▶ [BRIEF]: Exactly as written, output each record given below.

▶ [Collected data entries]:
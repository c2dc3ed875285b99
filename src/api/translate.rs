//! Outcome to HTTP response translation.
//!
//! The status always comes from the outcome. A success renders its payload as
//! JSON; every other kind renders its message as plain text, falling back to a
//! route-specific default when the pipeline left the message empty.

use axum::{
    Json,
    http::{StatusCode, header},
    response::{IntoResponse, Response},
};
use serde::Serialize;

use crate::domain::{Outcome, Resolution};
use crate::domain::messages::{
    CREATE_ACCOUNT_FAILED, INSUFFICIENT_ACCOUNT_BALANCE, INVALID_SEARCH_CRITERIA,
    INVALID_TRANSACTION, NO_ACCOUNT_FOUND,
};

/// Default messages per non-success kind
#[derive(Debug, Clone, Copy, PartialEq, Eq)]
pub struct Fallbacks {
    pub empty: &'static str,
    pub invalid: &'static str,
    pub failure: &'static str,
}

impl Fallbacks {
    pub const LOOKUP: Self = Self {
        empty: NO_ACCOUNT_FOUND,
        invalid: INVALID_SEARCH_CRITERIA,
        failure: NO_ACCOUNT_FOUND,
    };

    pub const CREATE: Self = Self {
        empty: CREATE_ACCOUNT_FAILED,
        invalid: INVALID_SEARCH_CRITERIA,
        failure: CREATE_ACCOUNT_FAILED,
    };

    pub const TRANSFER: Self = Self {
        empty: INVALID_TRANSACTION,
        invalid: INVALID_TRANSACTION,
        failure: INVALID_TRANSACTION,
    };

    pub const WITHDRAW: Self = Self {
        empty: NO_ACCOUNT_FOUND,
        invalid: INVALID_SEARCH_CRITERIA,
        failure: INSUFFICIENT_ACCOUNT_BALANCE,
    };

    pub const DEPOSIT: Self = Self {
        empty: NO_ACCOUNT_FOUND,
        invalid: INVALID_SEARCH_CRITERIA,
        failure: INVALID_SEARCH_CRITERIA,
    };
}

#[derive(Debug, Clone, PartialEq)]
pub enum ResponseBody<T> {
    Payload(T),
    Message(String),
}

#[derive(Debug, Clone, PartialEq)]
pub struct OutcomeResponse<T> {
    pub status: StatusCode,
    pub body: ResponseBody<T>,
}

fn message_or<T>(message: Option<String>, fallback: &str) -> ResponseBody<T> {
    ResponseBody::Message(message.unwrap_or_else(|| fallback.to_string()))
}

/// Translate an outcome, ignoring any payload carried by a failure
pub fn translate<T, S>(outcome: Outcome<T, S>, fallbacks: &Fallbacks) -> OutcomeResponse<T> {
    let (resolution, status) = outcome.into_resolution();
    let body = match resolution {
        Resolution::Success(payload) => ResponseBody::Payload(payload),
        Resolution::InvalidInput { message } => message_or(message, fallbacks.invalid),
        Resolution::EmptyResult { message } => message_or(message, fallbacks.empty),
        Resolution::Failure { message, .. } => message_or(message, fallbacks.failure),
    };
    OutcomeResponse { status, body }
}

/// Like [`translate`], but a failure that carries a payload renders it
pub fn translate_preferring_payload<T, S>(
    outcome: Outcome<T, S>,
    fallbacks: &Fallbacks,
) -> OutcomeResponse<T> {
    let (resolution, status) = outcome.into_resolution();
    let body = match resolution {
        Resolution::Success(payload)
        | Resolution::Failure {
            payload: Some(payload),
            ..
        } => ResponseBody::Payload(payload),
        Resolution::InvalidInput { message } => message_or(message, fallbacks.invalid),
        Resolution::EmptyResult { message } => message_or(message, fallbacks.empty),
        Resolution::Failure {
            payload: None,
            message,
        } => message_or(message, fallbacks.failure),
    };
    OutcomeResponse { status, body }
}

impl<T: Serialize> IntoResponse for OutcomeResponse<T> {
    fn into_response(self) -> Response {
        match self.body {
            ResponseBody::Payload(payload) => (self.status, Json(payload)).into_response(),
            ResponseBody::Message(message) => (
                self.status,
                [(header::CONTENT_TYPE, "text/plain; charset=utf-8")],
                message,
            )
                .into_response(),
        }
    }
}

▶ [EXERCISE RESPONSE]:
repository c2dc3ed875285b99
filename src/api/translate.rs
//! Outcome to HTTP response translation.
//!
//! The status always comes from the outcome. A success renders its payload as
//! JSON; every other kind renders its message as plain text, falling back to a
//! route-specific default when the pipeline left the message empty.

use axum::{
    Json,
    http::{StatusCode, header},
    response::{IntoResponse, Response},
};
use serde::Serialize;

use crate::domain::{Outcome, Resolution};
use crate::domain::messages::{
    CREATE_ACCOUNT_FAILED, INSUFFICIENT_ACCOUNT_BALANCE, INVALID_SEARCH_CRITERIA,
    INVALID_TRANSACTION, NO_ACCOUNT_FOUND,
};

/// Default messages per non-success kind
#[derive(Debug, Clone, Copy, PartialEq, Eq)]
pub struct Fallbacks {
    pub empty: &'static str,
    pub invalid: &'static str,
    pub failure: &'static str,
}

impl Fallbacks {
    pub const LOOKUP: Self = Self {
        empty: NO_ACCOUNT_FOUND,
        invalid: INVALID_SEARCH_CRITERIA,
        failure: NO_ACCOUNT_FOUND,
    };

    pub const CREATE: Self = Self {
        empty: CREATE_ACCOUNT_FAILED,
        invalid: INVALID_SEARCH_CRITERIA,
        failure: CREATE_ACCOUNT_FAILED,
    };

    pub const TRANSFER: Self = Self {
        empty: INVALID_TRANSACTION,
        invalid: INVALID_TRANSACTION,
        failure: INVALID_TRANSACTION,
    };

    pub const WITHDRAW: Self = Self {
        empty: NO_ACCOUNT_FOUND,
        invalid: INVALID_SEARCH_CRITERIA,
        failure: INSUFFICIENT_ACCOUNT_BALANCE,
    };

    pub const DEPOSIT: Self = Self {
        empty: NO_ACCOUNT_FOUND,
        invalid: INVALID_SEARCH_CRITERIA,
        failure: INVALID_SEARCH_CRITERIA,
    };
}

#[derive(Debug, Clone, PartialEq)]
pub enum ResponseBody<T> {
    Payload(T),
    Message(String),
}

#[derive(Debug, Clone, PartialEq)]
pub struct OutcomeResponse<T> {
    pub status: StatusCode,
    pub body: ResponseBody<T>,
}

fn message_or<T>(message: Option<String>, fallback: &str) -> ResponseBody<T> {
    ResponseBody::Message(message.unwrap_or_else(|| fallback.to_string()))
}

/// Translate an outcome, ignoring any payload carried by a failure
pub fn translate<T, S>(outcome: Outcome<T, S>, fallbacks: &Fallbacks) -> OutcomeResponse<T> {
    let (resolution, status) = outcome.into_resolution();
    let body = match resolution {
        Resolution::Success(payload) => ResponseBody::Payload(payload),
        Resolution::InvalidInput { message } => message_or(message, fallbacks.invalid),
        Resolution::EmptyResult { message } => message_or(message, fallbacks.empty),
        Resolution::Failure { message, .. } => message_or(message, fallbacks.failure),
    };
    OutcomeResponse { status, body }
}

/// Like [`translate`], but a failure that carries a payload renders it
pub fn translate_preferring_payload<T, S>(
    outcome: Outcome<T, S>,
    fallbacks: &Fallbacks,
) -> OutcomeResponse<T> {
    let (resolution, status) = outcome.into_resolution();
    let body = match resolution {
        Resolution::Success(payload)
        | Resolution::Failure {
            payload: Some(payload),
            ..
        } => ResponseBody::Payload(payload),
        Resolution::InvalidInput { message } => message_or(message, fallbacks.invalid),
        Resolution::EmptyResult { message } => message_or(message, fallbacks.empty),
        Resolution::Failure {
            payload: None,
            message,
        } => message_or(message, fallbacks.failure),
    };
    OutcomeResponse { status, body }
}

impl<T: Serialize> IntoResponse for OutcomeResponse<T> {
    fn into_response(self) -> Response {
        match self.body {
            ResponseBody::Payload(payload) => (self.status, Json(payload)).into_response(),
            ResponseBody::Message(message) => (
                self.status,
                [(header::CONTENT_TYPE, "text/plain; charset=utf-8")],
                message,
            )
                .into_response(),
        }
    }
}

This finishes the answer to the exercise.